6. Pulmonary embolism. Diagnosis and diagnostic difficulties.

From greek.doctor

Pulmonary embolism (PE) is a form of venous thromboembolism and is a serious complication of deep vein thrombosis which can lead to death in 30 – 60% of cases, and is more common in case of proximal DVT.

PE is classified into three different types:

  • Nonmassive PE
  • Submassive PE
  • Massive PE

Massive pulmonary embolism refers to PE which causes obstructive shock and haemodynamic instability, usually because of a saddle-thrombus (thrombus at the pulmonary trunk bifurcation). Submassive PE causes RV dysfunction but not haemodynamical instability. Nonmassive PE causes neither.

Risk factors

  • Hereditary pro-coagulant mutation (Leiden, AT III def, etc.)
  • Immobility
  • Post-surgery
  • Smoking
  • Obesity

Clinical features

Pulmonary embolism has no specific symptoms and can be difficult to recognise clinically. Symptoms occur acutely and are not specific for PE. The most common symptoms include dyspnoea, pleuritic chest pain, dizziness, and cough. Other possible symptoms include tachypnoea, haemoptysis, and jugular vein distension. Symptoms of DVT may be present. Massive PE gives syncope or haemodynamic instability.

Diagnosis and evaluation

When PE is suspected, we calculate the pre-test probability of PE to determine how to proceed, as for DVT. The pre-test probability of PE can be calculated with the Wells score for PE (which is different from the one for DVT), or the revised Geneva score.

  • Low or intermediate pre-test probability for PE
    • -> measure D-dimer
      • D-dimer negative: PE excluded
      • D-dimer positive: perform CTPA
  • High pre-test probability for PE
    • -> perform CTPA

In patients with low pre-test probability, the pulmonary embolism rule-out criteria (PERC) may be applied. If all these eight criteria are fulfilled, PE is excluded, and D-dimer testing is not necessary.

Imaging

The gold standard for PE diagnosis is CT pulmonary angiography (CTPA), a rapid sequence with IV contrast where the CT scanner spirals around the patient in one breath hold. The scan itself takes only seconds, but the whole procedure including administration of contrast and set-up takes up to 10 minutes.
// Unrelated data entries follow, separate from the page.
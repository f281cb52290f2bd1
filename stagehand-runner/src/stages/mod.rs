//! Stage runners
//!
//! One runner per pipeline stage. A runner never propagates errors: whatever
//! happens is converted into a [`StageResult`] through its recorder.
//!
//! Runners are trait objects so the orchestrator can be handed test doubles.

mod build;
mod deploy;
mod security;
mod test;
mod verify;

pub use build::BuildStage;
pub use deploy::DeployStage;
pub use security::{Finding, SecurityStage};
pub use test::TestStage;
pub use verify::VerifyStage;

use async_trait::async_trait;
use stagehand_core::domain::stage::{StageName, StageResult};
use std::collections::HashMap;
use std::sync::Arc;

use crate::context::StageContext;

#[async_trait]
pub trait StageRunner: Send + Sync {
    /// Stage this runner executes
    fn stage(&self) -> StageName;

    /// Runs the stage to completion
    async fn run(&self, ctx: &StageContext) -> StageResult;
}

/// Runner lookup by stage name
#[derive(Clone)]
pub struct StageRegistry {
    runners: HashMap<StageName, Arc<dyn StageRunner>>,
}

impl StageRegistry {
    pub fn empty() -> Self {
        Self {
            runners: HashMap::new(),
        }
    }

    /// The built-in runners for every stage
    pub fn standard() -> Self {
        Self::empty()
            .with(Arc::new(TestStage))
            .with(Arc::new(BuildStage))
            .with(Arc::new(SecurityStage))
            .with(Arc::new(DeployStage))
            .with(Arc::new(VerifyStage))
    }

    /// Registers a runner, replacing any runner for the same stage
    pub fn with(mut self, runner: Arc<dyn StageRunner>) -> Self {
        self.runners.insert(runner.stage(), runner);
        self
    }

    pub fn get(&self, stage: StageName) -> Option<Arc<dyn StageRunner>> {
        self.runners.get(&stage).cloned()
    }
}

impl Default for StageRegistry {
    fn default() -> Self {
        Self::standard()
    }
}

/// Runs blocking filesystem work on the blocking pool
pub(crate) async fn blocking<T, F>(f: F) -> anyhow::Result<T>
where
    F: FnOnce() -> anyhow::Result<T> + Send + 'static,
    T: Send + 'static,
{
    tokio::task::spawn_blocking(f)
        .await
        .map_err(|e| anyhow::anyhow!("blocking task failed: {}", e))?
}

#[cfg(test)]
mod tests {
    use super::*;
    use crate::context::StageRecorder;

    struct AlwaysFails;

    #[async_trait]
    impl StageRunner for AlwaysFails {
        fn stage(&self) -> StageName {
            StageName::Test
        }

        async fn run(&self, _ctx: &StageContext) -> StageResult {
            StageRecorder::new(StageName::Test).finish(Err(anyhow::anyhow!("nope")))
        }
    }

    #[test]
    fn test_standard_registry_covers_every_stage() {
        let registry = StageRegistry::standard();
        for stage in StageName::ALL {
            let runner = registry.get(stage).unwrap();
            assert_eq!(runner.stage(), stage);
        }
    }

    #[test]
    fn test_override_replaces_runner() {
        let registry = StageRegistry::standard().with(Arc::new(AlwaysFails));
        let runner = registry.get(StageName::Test).unwrap();
        assert_eq!(runner.stage(), StageName::Test);
        assert!(StageRegistry::empty().get(StageName::Test).is_none());
    }
}
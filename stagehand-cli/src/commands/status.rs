//! Status and history command handlers

use anyhow::{Context, Result};
use colored::*;
use stagehand_core::dto::run::RunSummary;
use stagehand_orchestrator::Orchestrator;

use crate::output;

pub fn handle_status(orchestrator: &Orchestrator) -> Result<u8> {
    let report = orchestrator.status().context("failed to read deployment state")?;
    output::print_json(&report)?;

    for env in &report.environments {
        let latest = env
            .latest_run
            .as_ref()
            .map(|r| r.status.to_string())
            .unwrap_or_else(|| "no runs".to_string());
        let active = match &env.active {
            Some(a) if a.owner_alive => format!(", run {} in progress", a.run.id),
            Some(a) => format!(", run {} interrupted (pid {} gone)", a.run.id, a.owner_pid),
            None => String::new(),
        };
        eprintln!(
            "{} {}: {}, {} backup(s), app {}{}",
            "▸".cyan(),
            env.name.bold(),
            latest,
            env.backups,
            if env.app_running { "running" } else { "stopped" },
            active
        );
    }

    if report.requires_attention {
        eprintln!("{}", "REQUIRES HUMAN ATTENTION".red().bold());
        return Ok(output::EXIT_ATTENTION);
    }
    Ok(output::EXIT_OK)
}

pub fn handle_history(limit: usize, orchestrator: &Orchestrator) -> Result<u8> {
    let runs = orchestrator.history(limit).context("failed to read history")?;
    let summaries: Vec<RunSummary> = runs.iter().map(RunSummary::from).collect();
    output::print_json(&summaries)?;

    if summaries.is_empty() {
        eprintln!("{}", "No finished runs.".yellow());
    } else {
        eprintln!(
            "{}",
            format!("{} finished run(s), newest first", summaries.len()).bold()
        );
    }
    Ok(output::EXIT_OK)
}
CTPA shows pulmonary emboli as partial or complete filling defects located within the contrast-enhanced lumens of the pulmonary arteries. It's a highly specific and sensitive examination for PE.

An alternative to CTPA is V/Q scan, but this is rarely needed.

Echocardiography is useful in PE, as it allows for ruling out other differential diagnoses (tamponade, myocardial ischaemia, valvular disease, etc.), and in case of massive PE right ventricular strain may be visible.

Chest radiography is not used for evaluation of PE, but in 2% of cases, the Westermark sign may be present. This is only seen in large emboli and is characterised by the distal blood vessels of a lung being collapsed and therefore smaller than normal, called focal peripheral hyperlucency.